While at the mental institution, Jia is put under medication and his condition improves significantly. More importantly, he has stopped fantasizing and begins to see himself as just an ordinary human being. The doctor subsequently determines that Jia is not suffering from schizophrenia but recommends that Jia stays in the institution for a longer time to completely quit drugs. On 19 March 1997, on his thirtieth birthday, Jia is finally discharged.

==Cast==
- Jia Hongsheng as himself, an actor who battled his drug addiction from 1992 to 1997.
- Jia Fengsen as himself, a retired theatre actor from Northeastern China, father of Jia Hongsheng.
- Chai Xiuling as herself, a retired theatre actress from Northeastern China, mother of Jia Hongsheng.
- Wang Tong as herself, younger sister of Jia Hongsheng.

==Reception==
Quitting premiered at the 58th Venice International Film Festival on 4 September 2001 and clinched the NETPAC Award (tied with Iranian film Raye makhfi, by Babak Payami). The film opened in the United States on 13 September 2002, distributed by Sony Pictures Classics. When it closed on 17 October 2002, it grossed a meager US$18,531 in box office.

American film critic Roger Ebert gave Quitting a two and half stars rating; saying the movie is not so much about drug addiction as it is about "sentimentalized Chinese ideals of drug addiction." He called it a "brave experiment, based on life and using actors to play themselves, but it buys into the whole false notion that artists are too brilliant to be sober––that drugs and booze are almost necessary to tame their creativity, dull their pain, and allow them to tolerate life[...] Thus the 'cure' is not so much to stop using as it is to stop dreaming; one must become boring to become clean and sober."
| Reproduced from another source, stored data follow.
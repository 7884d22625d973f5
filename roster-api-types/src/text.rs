//! Normalization applied to incoming text fields

/// Capitalize the first letter of every word and lower-case the rest.
///
/// A word starts after any non-alphabetic character, so `o'neil` becomes
/// `O'Neil` and `DOE` becomes `Doe`.
pub fn title_case(value: &str) -> String {
    let mut titled = String::with_capacity(value.len());
    let mut in_word = false;

    for c in value.chars() {
        if in_word {
            titled.extend(c.to_lowercase());
        } else {
            titled.extend(c.to_uppercase());
        }
        in_word = c.is_alphabetic();
    }

    titled
}

/// Trimmed, title-cased name
pub fn normalize_name(value: &str) -> String {
    title_case(value.trim())
}

/// Trimmed, lower-cased email address
pub fn normalize_email(value: &str) -> String {
    value.trim().to_lowercase()
}
//! Fake data for `/data?quantity=`

use chrono::{Days, NaiveDate};
use rand::seq::IndexedRandom;
use rand::Rng;

use roster_api_types::{CommentPayload, Gender, PersonPayload, VotePayload};

const MALE_NAMES: &[&str] = &[
    "James", "John", "Robert", "Michael", "William", "David", "Richard", "Joseph", "Thomas", "Charles",
    "Daniel", "Matthew", "Anthony", "Mark", "Paul", "Steven", "Andrew", "Joshua", "Kevin", "Brian",
];

const FEMALE_NAMES: &[&str] = &[
    "Mary", "Patricia", "Jennifer", "Linda", "Elizabeth", "Barbara", "Susan", "Jessica", "Sarah", "Karen",
    "Nancy", "Lisa", "Betty", "Margaret", "Sandra", "Ashley", "Emily", "Donna", "Michelle", "Carol",
];

const LAST_NAMES: &[&str] = &[
    "Smith", "Johnson", "Williams", "Brown", "Jones", "Garcia", "Miller", "Davis", "Rodriguez", "Martinez",
    "Hernandez", "Lopez", "Gonzalez", "Wilson", "Anderson", "Thomas", "Taylor", "Moore", "Jackson", "Martin",
];

const COUNTRIES: &[&str] = &[
    "France", "Germany", "Canada", "Brazil", "Japan", "Kenya", "Norway", "Mexico", "India", "Portugal",
    "Senegal", "Vietnam", "Chile", "Ireland", "Morocco",
];

const JOBS: &[&str] = &[
    "Engineer", "Teacher", "Nurse", "Accountant", "Designer", "Pharmacist", "Architect", "Journalist",
    "Electrician", "Librarian",
];

const COMPANIES: &[&str] = &[
    "Acme", "Globex", "Initech", "Umbrella", "Hooli", "Vandelay", "Wonka", "Stark", "Wayne", "Tyrell",
];

const DOMAINS: &[&str] = &["example.com", "example.org", "mail.test", "roster.dev"];

const LOREM: &[&str] = &[
    "Lorem ipsum dolor sit amet, consectetur adipiscing elit.",
    "Sed do eiusmod tempor incididunt ut labore et dolore magna aliqua.",
    "Ut enim ad minim veniam, quis nostrud exercitation ullamco laboris.",
    "Duis aute irure dolor in reprehenderit in voluptate velit esse.",
    "Excepteur sint occaecat cupidatat non proident, sunt in culpa.",
];

/// Oldest generated date of birth
const BIRTH_EPOCH: (i32, u32, u32) = (1950, 1, 1);
const BIRTH_SPAN_DAYS: u64 = 50 * 365;

fn pick<'a, R: Rng + ?Sized>(values: &[&'a str], rng: &mut R) -> &'a str {
    values.choose(rng).copied().unwrap_or_default()
}

fn maybe<'a, R: Rng + ?Sized>(values: &[&'a str], rng: &mut R) -> Option<String> {
    rng.random_bool(0.8).then(|| pick(values, rng).to_string())
}

/// One plausible person; passes payload validation
pub fn fake_person<R: Rng + ?Sized>(rng: &mut R) -> PersonPayload {
    let gender = if rng.random_bool(0.5) { Gender::Male } else { Gender::Female };
    let first_name = match gender {
        Gender::Male => pick(MALE_NAMES, rng),
        Gender::Female => pick(FEMALE_NAMES, rng),
    };
    let last_name = pick(LAST_NAMES, rng);
    let email = format!(
        "{}.{}{}@{}",
        first_name.to_lowercase(),
        last_name.to_lowercase(),
        rng.random_range(1..1000),
        pick(DOMAINS, rng)
    );

    let (year, month, day) = BIRTH_EPOCH;
    let epoch = NaiveDate::from_ymd_opt(year, month, day).unwrap_or_default();
    let date_of_birth = epoch
        .checked_add_days(Days::new(rng.random_range(0..BIRTH_SPAN_DAYS)))
        .unwrap_or(epoch);

    PersonPayload {
        is_admin: rng.random_bool(0.1),
        first_name: first_name.to_string(),
        last_name: last_name.to_string(),
        avatar: rng
            .random_bool(0.5)
            .then(|| format!("https://robohash.org/{}{}.png", first_name, last_name)),
        job: maybe(JOBS, rng),
        company: maybe(COMPANIES, rng),
        email,
        gender,
        date_of_birth,
        country_of_birth: pick(COUNTRIES, rng).to_string(),
    }
}

pub fn fake_people<R: Rng + ?Sized>(quantity: usize, rng: &mut R) -> Vec<PersonPayload> {
    (0..quantity).map(|_| fake_person(rng)).collect()
}

/// `quantity` comments owned by random people; none without people
pub fn fake_comments<R: Rng + ?Sized>(quantity: usize, person_ids: &[i64], rng: &mut R) -> Vec<CommentPayload> {
    (0..quantity)
        .filter_map(|_| {
            let user_id = *person_ids.choose(rng)?;
            Some(CommentPayload {
                user_id,
                content: pick(LOREM, rng).to_string(),
            })
        })
        .collect()
}

/// `quantity` votes by random people on random comments
pub fn fake_votes<R: Rng + ?Sized>(
    quantity: usize,
    person_ids: &[i64],
    comment_ids: &[i64],
    rng: &mut R,
) -> Vec<VotePayload> {
    (0..quantity)
        .filter_map(|_| {
            let user_id = *person_ids.choose(rng)?;
            let comment_id = *comment_ids.choose(rng)?;
            Some(VotePayload { comment_id, user_id })
        })
        .collect()
}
===Awards and nominations===
- Venice Film Festival (see 2001 in film)
  - NETPAC Award (tied with Raye makhfi)
- Bangkok International Film Festival, 2001
  - Best Film
- Stockholm Film Festival, 2001
  - FIPRESCI Prize
  - Bronze Horse Award (nominated)
- Singapore International Film Festival (see 2002 in film)
  - Silver Screen Award for Best Actor — Jia Hongsheng
  - Silver Screen Award for Best Asian Feature Film (nominated)

==DVD release==
Quitting was released on DVD and distributed in the United States by Sony Pictures Classics on 4 March 2003. The DVD release features original dialogue with subtitles in English and Spanish.